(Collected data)

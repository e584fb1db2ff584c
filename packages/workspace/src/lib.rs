pub mod channel;
pub mod components;
pub mod protocol;
pub mod rate_limit;
pub mod session;
pub mod watcher;

pub use channel::{Channel, MpscChannel};
pub use components::{ComponentDefinition, PropDefinition, PropType};
pub use protocol::{ClientRequest, ServerEvent};
pub use rate_limit::{RateLimitConfig, RateLimiter};
pub use session::{
    ConnectionId, DocumentSession, SessionError, SessionFileState, SessionOptions,
};
pub use watcher::{classify_event, FileChangeKind, FileWatcher, WatcherError};
use crate::annotations;
use crate::ast::{Bindings, DocumentNode, NodeKind, NodeMetadata, PropEntry, PropValue};
use crate::error::{ParseError, ParseResult};
use crate::id_generator::IdGenerator;
use crate::tokenizer::{line_col, string_value, tokenize, Token};
use std::ops::Range;
use std::sync::Arc;

/// Result of parsing a view file
#[derive(Debug, Clone, PartialEq)]
pub struct ParsedViewFile {
    pub tree: DocumentNode,
    pub bindings: Bindings,
    /// Imported module paths, in encounter order
    pub imports: Vec<String>,
    pub exports: Vec<String>,
    /// Name of the default-exported view function, when it has one
    pub component_name: Option<String>,
    /// Original source text
    pub raw: String,
}

/// Parse view-file source into a document tree plus extracted bindings
pub fn parse(source: &str) -> ParseResult<ParsedViewFile> {
    Parser::new(source).parse_view_file()
}

/// Parser for the constrained JSX subset used by view files
pub struct Parser<'src> {
    source: &'src str,
    tokens: Vec<(Token<'src>, Range<usize>)>,
    pos: usize,
    id_generator: IdGenerator,
    component_name: Option<String>,
}
impl DocumentSession {
    pub fn new(options: SessionOptions) -> Self {
        Self {
            options,
            files: HashMap::new(),
            connections: HashMap::new(),
            next_connection_id: 1,
            project_files: Vec::new(),
        }
    }

    /// View files advertised in the `project:loaded` greeting
    pub fn set_project_files(&mut self, files: Vec<PathBuf>) {
        self.project_files = files;
    }

    /// Admit a client. The token must match the session's issued token;
    /// nothing is processed for a rejected connection.
    pub fn connect(
        &mut self,
        token: &str,
        channel: Box<dyn Channel>,
    ) -> Result<ConnectionId, SessionError> {
        if token != self.options.auth_token {
            channel.close();
            return Err(SessionError::AuthenticationFailure);
        }

        let id = self.next_connection_id;
        self.next_connection_id += 1;

        channel.send(ServerEvent::ProjectLoaded {
            files: self.project_files.clone(),
            components: components::definitions().to_vec(),
        });

        self.connections.insert(
            id,
            ClientConnection {
                channel,
                limiter: RateLimiter::new(self.options.rate_limit),
            },
        );

        tracing::info!(connection = id, "client connected");
        Ok(id)
    }

    pub fn disconnect(&mut self, id: ConnectionId) {
        if let Some(connection) = self.connections.remove(&id) {
            connection.channel.close();
            tracing::info!(connection = id, "client disconnected");
        }
    }

    /// Dispatch one client request. Rate limiting gates every request;
    /// excess requests get `error:rate-limit` and nothing else runs.
    pub fn handle_request(
        &mut self,
        id: ConnectionId,
        request: ClientRequest,
    ) -> Result<(), SessionError> {
        let connection = self
            .connections
            .get_mut(&id)
            .ok_or(SessionError::UnknownConnection(id))?;

        if !connection.limiter.check() {
            connection.channel.send(ServerEvent::ErrorRateLimit {
                message: "request budget exceeded, retry after the window resets".to_string(),
            });
            return Ok(());
        }

        match request {
            ClientRequest::FileOpen { path } => self.open_file(id, &path),
            ClientRequest::FileUpdate {
                path,
                node_id,
                updates,
            } => self.update_file(id, &path, &node_id, updates),
            ClientRequest::FileSave { path } => self.save_file(id, &path),
        }
        Ok(())
    }

    pub fn file_state(&self, path: &Path) -> Option<&SessionFileState> {
        self.files.get(path)
    }

    pub fn is_loaded(&self, path: &Path) -> bool {
        self.files.contains_key(path)
    }

    fn open_file(&mut self, id: ConnectionId, path: &Path) {
        match self.load_file(path) {
            Ok(state) => {
                let event = loaded_event(&state, false);
                self.files.insert(path.to_path_buf(), state);
                self.send_to(id, event);
            }
            Err(message) => {
                self.send_to(
                    id,
                    ServerEvent::ErrorParse {
                        path: path.to_path_buf(),
                        message,
                    },
                );
            }
        }
    }

    fn update_file(&mut self, id: ConnectionId, path: &Path, node_id: &str, updates: NodeUpdate) {
        let (tree, bindings, component_name) = match self.files.get(path) {
            Some(state) => (
                Arc::clone(&state.tree),
                state.bindings.clone(),
                state.component_name.clone(),
            ),
            None => {
                self.send_error_update(id, path, format!("File not loaded: {}", path.display()));
                return;
            }
        };

        // Renaming a node validates the new prop set against its schema
        if let (Some(name), Some(props)) = (&updates.name, &updates.props) {
            if let Err(violations) = components::validate_props(name, props) {
                self.send_error_update(id, path, violations.join("; "));
                return;
            }
        }

        let new_tree = match update_node(&tree, node_id, &updates) {
            Some(new_tree) => new_tree,
            None => {
                self.send_error_update(id, path, format!("Node not found: {}", node_id));
                return;
            }
        };

        let generator = match &component_name {
            Some(name) => Generator::with_component_name(name.clone()),
            None => Generator::new(),
        };
        let source = match generator.generate(&new_tree, &bindings) {
            Ok(source) => source,
            Err(err) => {
                tracing::error!(path = %path.display(), error = %err, "generation failed after update");
                self.send_error_update(id, path, err.to_string());
                return;
            }
        };

        if let Some(state) = self.files.get_mut(path) {
            state.tree = new_tree;
            state.source = source;
            state.last_modified = now_millis();
        }

        self.send_to(
            id,
            ServerEvent::FileUpdated {
                path: path.to_path_buf(),
                success: true,
            },
        );
        self.broadcast_except(
            id,
            ServerEvent::FileChanged {
                path: path.to_path_buf(),
                node_id: node_id.to_string(),
                updates,
            },
        );
    }

    fn save_file(&mut self, id: ConnectionId, path: &Path) {
        let source = match self.files.get(path) {
            Some(state) => state.source.clone(),
            None => {
                self.send_to(
                    id,
                    ServerEvent::ErrorSave {
                        path: path.to_path_buf(),
                        message: format!("File not loaded: {}", path.display()),
                    },
                );
                return;
            }
        };

        match std::fs::write(path, source) {
            Ok(()) => {
                self.send_to(
                    id,
                    ServerEvent::FileSaved {
                        path: path.to_path_buf(),
                        success: true,
                    },
                );
            }
            Err(err) => {
                self.send_to(
                    id,
                    ServerEvent::ErrorSave {
                        path: path.to_path_buf(),
                        message: err.to_string(),
                    },
                );
            }
        }
    }

    /// React to an external change to a view file
    pub fn handle_file_change(&mut self, path: &Path, kind: FileChangeKind) {
        match kind {
            FileChangeKind::Changed => match self.load_file(path) {
                Ok(state) => {
                    let event = loaded_event(&state, true);
                    self.files.insert(path.to_path_buf(), state);
                    self.broadcast_all(event);
                }
                Err(message) => {
                    // Previous good state stays in place
                    tracing::error!(path = %path.display(), %message, "reload failed");
                    self.broadcast_all(ServerEvent::ErrorReload {
                        path: path.to_path_buf(),
                        message,
                    });
                }
            },
            FileChangeKind::Deleted => {
                self.files.remove(path);
                self.broadcast_all(ServerEvent::FileDeleted {
                    path: path.to_path_buf(),
                });
            }
            FileChangeKind::Created => {
                // Not eagerly loaded; clients open it on demand
                self.broadcast_all(ServerEvent::FileCreated {
                    path: path.to_path_buf(),
                });
            }
        }
    }

    /// React to an external change to a companion logic file
    pub fn handle_logic_file_change(&mut self, logic_path: &Path) {
        let view_path = match view_file_for_logic_file(logic_path) {
            Some(view_path) => view_path,
            None => return,
        };
        if !self.files.contains_key(&view_path) {
            return;
        }

        match analyze_file(logic_path) {
            Ok(contract) => {
                if let Some(state) = self.files.get_mut(&view_path) {
                    state.logic = Some(contract.clone());
                    state.last_modified = now_millis();
                }
                self.broadcast_all(ServerEvent::LogicUpdated {
                    path: view_path,
                    logic_contract: contract,
                });
            }
            Err(err) => {
                tracing::error!(path = %logic_path.display(), error = %err, "logic re-analysis failed");
                self.broadcast_all(ServerEvent::ErrorLogic {
                    path: logic_path.to_path_buf(),
                    message: err.to_string(),
                });
            }
        }
    }

    fn load_file(&self, path: &Path) -> Result<SessionFileState, String> {
        if !path.exists() {
            return Err(format!("File not found: {}", path.display()));
        }

        let source = std::fs::read_to_string(path).map_err(|err| err.to_string())?;
        let parsed = parse(&source).map_err(|err| err.to_string())?;

        let logic_file = find_corresponding_logic_file(path);
        let logic = match &logic_file {
            Some(logic_path) => match analyze_file(logic_path) {
                Ok(contract) => Some(contract),
                Err(err) => {
                    // A broken logic file never blocks the view file
                    tracing::warn!(path = %logic_path.display(), error = %err, "logic analysis failed");
                    None
                }
            },
            None => None,
        };

        Ok(SessionFileState {
            path: path.to_path_buf(),
            source,
            component_name: parsed.component_name,
            tree: Arc::new(parsed.tree),
            bindings: parsed.bindings,
            logic_file,
            logic,
            last_modified: now_millis(),
        })
    }

    fn send_error_update(&self, id: ConnectionId, path: &Path, message: String) {
        self.send_to(
            id,
            ServerEvent::ErrorUpdate {
                path: path.to_path_buf(),
                message,
            },
        );
    }

    fn send_to(&self, id: ConnectionId, event: ServerEvent) {
        if let Some(connection) = self.connections.get(&id) {
            connection.channel.send(event);
        }
    }

    fn broadcast_all(&self, event: ServerEvent) {
        for connection in self.connections.values() {
            connection.channel.send(event.clone());
        }
    }

    fn broadcast_except(&self, id: ConnectionId, event: ServerEvent) {
        for (connection_id, connection) in &self.connections {
            if *connection_id != id {
                connection.channel.send(event.clone());
            }
        }
    }
}
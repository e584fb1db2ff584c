use thiserror::Error;

pub type AnalysisResult<T> = Result<T, AnalysisError>;

#[derive(Error, Debug)]
pub enum AnalysisError {
    #[error("Syntax error at {pos}: {message}")]
    Syntax { pos: usize, message: String },

    #[error(transparent)]
    Io(#[from] std::io::Error),

    #[error(transparent)]
    Watch(#[from] notify::Error),
}

impl AnalysisError {
    pub fn syntax(pos: usize, message: impl Into<String>) -> Self {
        Self::Syntax {
            pos,
            message: message.into(),
        }
    }
}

(Goal of the exercise) The expected answer is each line of the records above that includes the string "Range".

(Finished exercise)
use std::ops::Range;
    tokens: Vec<(Token<'src>, Range<usize>)>,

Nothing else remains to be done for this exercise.